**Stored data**
== == ==

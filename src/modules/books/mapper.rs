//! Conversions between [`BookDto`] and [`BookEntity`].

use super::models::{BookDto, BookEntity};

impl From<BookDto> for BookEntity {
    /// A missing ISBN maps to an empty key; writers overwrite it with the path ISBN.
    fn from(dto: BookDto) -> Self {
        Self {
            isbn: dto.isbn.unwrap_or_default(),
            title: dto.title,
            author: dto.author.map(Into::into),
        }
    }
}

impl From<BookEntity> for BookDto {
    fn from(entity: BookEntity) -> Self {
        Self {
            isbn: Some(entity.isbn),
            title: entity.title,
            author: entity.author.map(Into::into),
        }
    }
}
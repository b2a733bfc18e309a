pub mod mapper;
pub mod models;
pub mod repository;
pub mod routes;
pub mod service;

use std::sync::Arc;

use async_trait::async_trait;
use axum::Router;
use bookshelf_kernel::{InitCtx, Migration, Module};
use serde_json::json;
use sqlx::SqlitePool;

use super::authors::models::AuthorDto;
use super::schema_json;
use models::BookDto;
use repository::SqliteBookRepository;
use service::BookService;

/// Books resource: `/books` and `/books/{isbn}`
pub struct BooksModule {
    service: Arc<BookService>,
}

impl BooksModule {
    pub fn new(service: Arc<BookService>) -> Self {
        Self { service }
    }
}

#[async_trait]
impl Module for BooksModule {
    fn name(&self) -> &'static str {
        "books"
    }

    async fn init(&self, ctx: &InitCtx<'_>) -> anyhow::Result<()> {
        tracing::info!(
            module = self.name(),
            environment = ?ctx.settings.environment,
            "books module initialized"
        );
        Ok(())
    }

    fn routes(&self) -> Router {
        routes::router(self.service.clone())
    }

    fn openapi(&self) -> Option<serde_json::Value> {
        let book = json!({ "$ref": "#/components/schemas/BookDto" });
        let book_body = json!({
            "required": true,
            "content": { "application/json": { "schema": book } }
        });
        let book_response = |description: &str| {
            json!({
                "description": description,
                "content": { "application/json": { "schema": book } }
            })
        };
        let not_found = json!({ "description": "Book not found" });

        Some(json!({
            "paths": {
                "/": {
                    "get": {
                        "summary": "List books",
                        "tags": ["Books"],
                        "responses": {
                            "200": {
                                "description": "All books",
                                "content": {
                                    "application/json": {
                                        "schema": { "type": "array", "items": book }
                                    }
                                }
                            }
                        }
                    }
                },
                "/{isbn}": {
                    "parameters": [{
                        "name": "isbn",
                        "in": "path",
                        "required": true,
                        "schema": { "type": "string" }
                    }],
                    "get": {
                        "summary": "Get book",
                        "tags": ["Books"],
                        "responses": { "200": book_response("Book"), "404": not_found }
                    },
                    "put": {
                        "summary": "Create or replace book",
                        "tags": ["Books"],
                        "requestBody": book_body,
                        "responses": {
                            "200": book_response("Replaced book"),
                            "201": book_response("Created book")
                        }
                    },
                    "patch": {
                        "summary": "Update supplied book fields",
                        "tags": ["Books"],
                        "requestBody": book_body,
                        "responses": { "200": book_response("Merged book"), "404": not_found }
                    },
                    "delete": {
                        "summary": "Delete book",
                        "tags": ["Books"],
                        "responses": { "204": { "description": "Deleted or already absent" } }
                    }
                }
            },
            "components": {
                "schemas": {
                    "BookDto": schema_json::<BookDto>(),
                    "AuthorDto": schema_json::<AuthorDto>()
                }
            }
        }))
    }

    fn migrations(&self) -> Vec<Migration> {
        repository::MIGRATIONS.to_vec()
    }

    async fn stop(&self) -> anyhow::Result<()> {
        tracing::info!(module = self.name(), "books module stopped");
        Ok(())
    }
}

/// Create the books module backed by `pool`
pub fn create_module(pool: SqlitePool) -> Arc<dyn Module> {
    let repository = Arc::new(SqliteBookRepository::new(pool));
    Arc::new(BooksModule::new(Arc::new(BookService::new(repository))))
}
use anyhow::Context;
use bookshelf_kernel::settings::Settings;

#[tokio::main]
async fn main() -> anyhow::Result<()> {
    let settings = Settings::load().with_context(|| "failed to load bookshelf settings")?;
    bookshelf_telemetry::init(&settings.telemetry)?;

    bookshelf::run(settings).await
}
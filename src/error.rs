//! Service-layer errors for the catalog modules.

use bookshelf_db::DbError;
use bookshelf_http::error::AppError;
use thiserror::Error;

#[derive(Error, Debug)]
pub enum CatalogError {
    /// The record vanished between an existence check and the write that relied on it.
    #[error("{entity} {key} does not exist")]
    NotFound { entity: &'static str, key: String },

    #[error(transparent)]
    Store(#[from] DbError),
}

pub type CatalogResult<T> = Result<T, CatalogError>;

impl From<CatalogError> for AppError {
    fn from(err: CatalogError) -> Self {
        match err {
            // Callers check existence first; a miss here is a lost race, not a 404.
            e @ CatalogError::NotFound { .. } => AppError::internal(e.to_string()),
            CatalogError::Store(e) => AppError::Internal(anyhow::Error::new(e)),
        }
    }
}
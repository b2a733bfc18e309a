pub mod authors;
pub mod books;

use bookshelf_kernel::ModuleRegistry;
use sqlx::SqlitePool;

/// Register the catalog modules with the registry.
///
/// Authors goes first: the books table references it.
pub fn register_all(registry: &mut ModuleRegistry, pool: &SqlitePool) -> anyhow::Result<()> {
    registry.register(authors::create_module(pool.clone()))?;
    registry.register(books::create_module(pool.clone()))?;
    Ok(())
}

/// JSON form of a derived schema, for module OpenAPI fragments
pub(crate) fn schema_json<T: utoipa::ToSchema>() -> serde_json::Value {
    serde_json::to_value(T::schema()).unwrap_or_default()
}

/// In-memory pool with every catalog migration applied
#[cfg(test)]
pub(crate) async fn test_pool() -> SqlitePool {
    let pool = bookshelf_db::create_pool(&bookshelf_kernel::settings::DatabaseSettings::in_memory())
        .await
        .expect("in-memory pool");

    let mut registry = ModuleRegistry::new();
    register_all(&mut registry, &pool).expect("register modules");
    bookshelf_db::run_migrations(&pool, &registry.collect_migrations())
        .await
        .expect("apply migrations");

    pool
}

== == ==

Every entry that appears above should be duplicated exactly.

**EXERCISE SOLUTION**
filename src/modules/books/mapper.rs
//! Conversions between [`BookDto`] and [`BookEntity`].

use super::models::{BookDto, BookEntity};

impl From<BookDto> for BookEntity {
    /// A missing ISBN maps to an empty key; writers overwrite it with the path ISBN.
    fn from(dto: BookDto) -> Self {
        Self {
            isbn: dto.isbn.unwrap_or_default(),
            title: dto.title,
            author: dto.author.map(Into::into),
        }
    }
}

impl From<BookEntity> for BookDto {
    fn from(entity: BookEntity) -> Self {
        Self {
            isbn: Some(entity.isbn),
            title: entity.title,
            author: entity.author.map(Into::into),
        }
    }
}
repository b2a733bfc18e309a
pub mod mapper;
pub mod models;
pub mod repository;
pub mod routes;
pub mod service;

use std::sync::Arc;

use async_trait::async_trait;
use axum::Router;
use bookshelf_kernel::{InitCtx, Migration, Module};
use serde_json::json;
use sqlx::SqlitePool;

use super::authors::models::AuthorDto;
use super::schema_json;
use models::BookDto;
use repository::SqliteBookRepository;
use service::BookService;

/// Books resource: `/books` and `/books/{isbn}`
pub struct BooksModule {
    service: Arc<BookService>,
}

impl BooksModule {
    pub fn new(service: Arc<BookService>) -> Self {
        Self { service }
    }
}

#[async_trait]
impl Module for BooksModule {
    fn name(&self) -> &'static str {
        "books"
    }

    async fn init(&self, ctx: &InitCtx<'_>) -> anyhow::Result<()> {
        tracing::info!(
            module = self.name(),
            environment = ?ctx.settings.environment,
            "books module initialized"
        );
        Ok(())
    }

    fn routes(&self) -> Router {
        routes::router(self.service.clone())
    }

    fn openapi(&self) -> Option<serde_json::Value> {
        let book = json!({ "$ref": "#/components/schemas/BookDto" });
        let book_body = json!({
            "required": true,
            "content": { "application/json": { "schema": book } }
        });
        let book_response = |description: &str| {
            json!({
                "description": description,
                "content": { "application/json": { "schema": book } }
            })
        };
        let not_found = json!({ "description": "Book not found" });

        Some(json!({
            "paths": {
                "/": {
                    "get": {
                        "summary": "List books",
                        "tags": ["Books"],
                        "responses": {
                            "200": {
                                "description": "All books",
                                "content": {
                                    "application/json": {
                                        "schema": { "type": "array", "items": book }
                                    }
                                }
                            }
                        }
                    }
                },
                "/{isbn}": {
                    "parameters": [{
                        "name": "isbn",
                        "in": "path",
                        "required": true,
                        "schema": { "type": "string" }
                    }],
                    "get": {
                        "summary": "Get book",
                        "tags": ["Books"],
                        "responses": { "200": book_response("Book"), "404": not_found }
                    },
                    "put": {
                        "summary": "Create or replace book",
                        "tags": ["Books"],
                        "requestBody": book_body,
                        "responses": {
                            "200": book_response("Replaced book"),
                            "201": book_response("Created book")
                        }
                    },
                    "patch": {
                        "summary": "Update supplied book fields",
                        "tags": ["Books"],
                        "requestBody": book_body,
                        "responses": { "200": book_response("Merged book"), "404": not_found }
                    },
                    "delete": {
                        "summary": "Delete book",
                        "tags": ["Books"],
                        "responses": { "204": { "description": "Deleted or already absent" } }
                    }
                }
            },
            "components": {
                "schemas": {
                    "BookDto": schema_json::<BookDto>(),
                    "AuthorDto": schema_json::<AuthorDto>()
                }
            }
        }))
    }

    fn migrations(&self) -> Vec<Migration> {
        repository::MIGRATIONS.to_vec()
    }

    async fn stop(&self) -> anyhow::Result<()> {
        tracing::info!(module = self.name(), "books module stopped");
        Ok(())
    }
}

/// Create the books module backed by `pool`
pub fn create_module(pool: SqlitePool) -> Arc<dyn Module> {
    let repository = Arc::new(SqliteBookRepository::new(pool));
    Arc::new(BooksModule::new(Arc::new(BookService::new(repository))))
}
use anyhow::Context;
use bookshelf_kernel::settings::Settings;

#[tokio::main]
async fn main() -> anyhow::Result<()> {
    let settings = Settings::load().with_context(|| "failed to load bookshelf settings")?;
    bookshelf_telemetry::init(&settings.telemetry)?;

    bookshelf::run(settings).await
}
filename src/error.rs
//! Service-layer errors for the catalog modules.

use bookshelf_db::DbError;
use bookshelf_http::error::AppError;
use thiserror::Error;

#[derive(Error, Debug)]
pub enum CatalogError {
    /// The record vanished between an existence check and the write that relied on it.
    #[error("{entity} {key} does not exist")]
    NotFound { entity: &'static str, key: String },

    #[error(transparent)]
    Store(#[from] DbError),
}

pub type CatalogResult<T> = Result<T, CatalogError>;

impl From<CatalogError> for AppError {
    fn from(err: CatalogError) -> Self {
        match err {
            // Callers check existence first; a miss here is a lost race, not a 404.
            e @ CatalogError::NotFound { .. } => AppError::internal(e.to_string()),
            CatalogError::Store(e) => AppError::Internal(anyhow::Error::new(e)),
        }
    }
}
repository b2a733bfc18e309a
pub mod authors;
pub mod books;

use bookshelf_kernel::ModuleRegistry;
use sqlx::SqlitePool;

/// Register the catalog modules with the registry.
///
/// Authors goes first: the books table references it.
pub fn register_all(registry: &mut ModuleRegistry, pool: &SqlitePool) -> anyhow::Result<()> {
    registry.register(authors::create_module(pool.clone()))?;
    registry.register(books::create_module(pool.clone()))?;
    Ok(())
}

/// JSON form of a derived schema, for module OpenAPI fragments
pub(crate) fn schema_json<T: utoipa::ToSchema>() -> serde_json::Value {
    serde_json::to_value(T::schema()).unwrap_or_default()
}

/// In-memory pool with every catalog migration applied
#[cfg(test)]
pub(crate) async fn test_pool() -> SqlitePool {
    let pool = bookshelf_db::create_pool(&bookshelf_kernel::settings::DatabaseSettings::in_memory())
        .await
        .expect("in-memory pool");

    let mut registry = ModuleRegistry::new();
    register_all(&mut registry, &pool).expect("register modules");
    bookshelf_db::run_migrations(&pool, &registry.collect_migrations())
        .await
        .expect("apply migrations");

    pool
}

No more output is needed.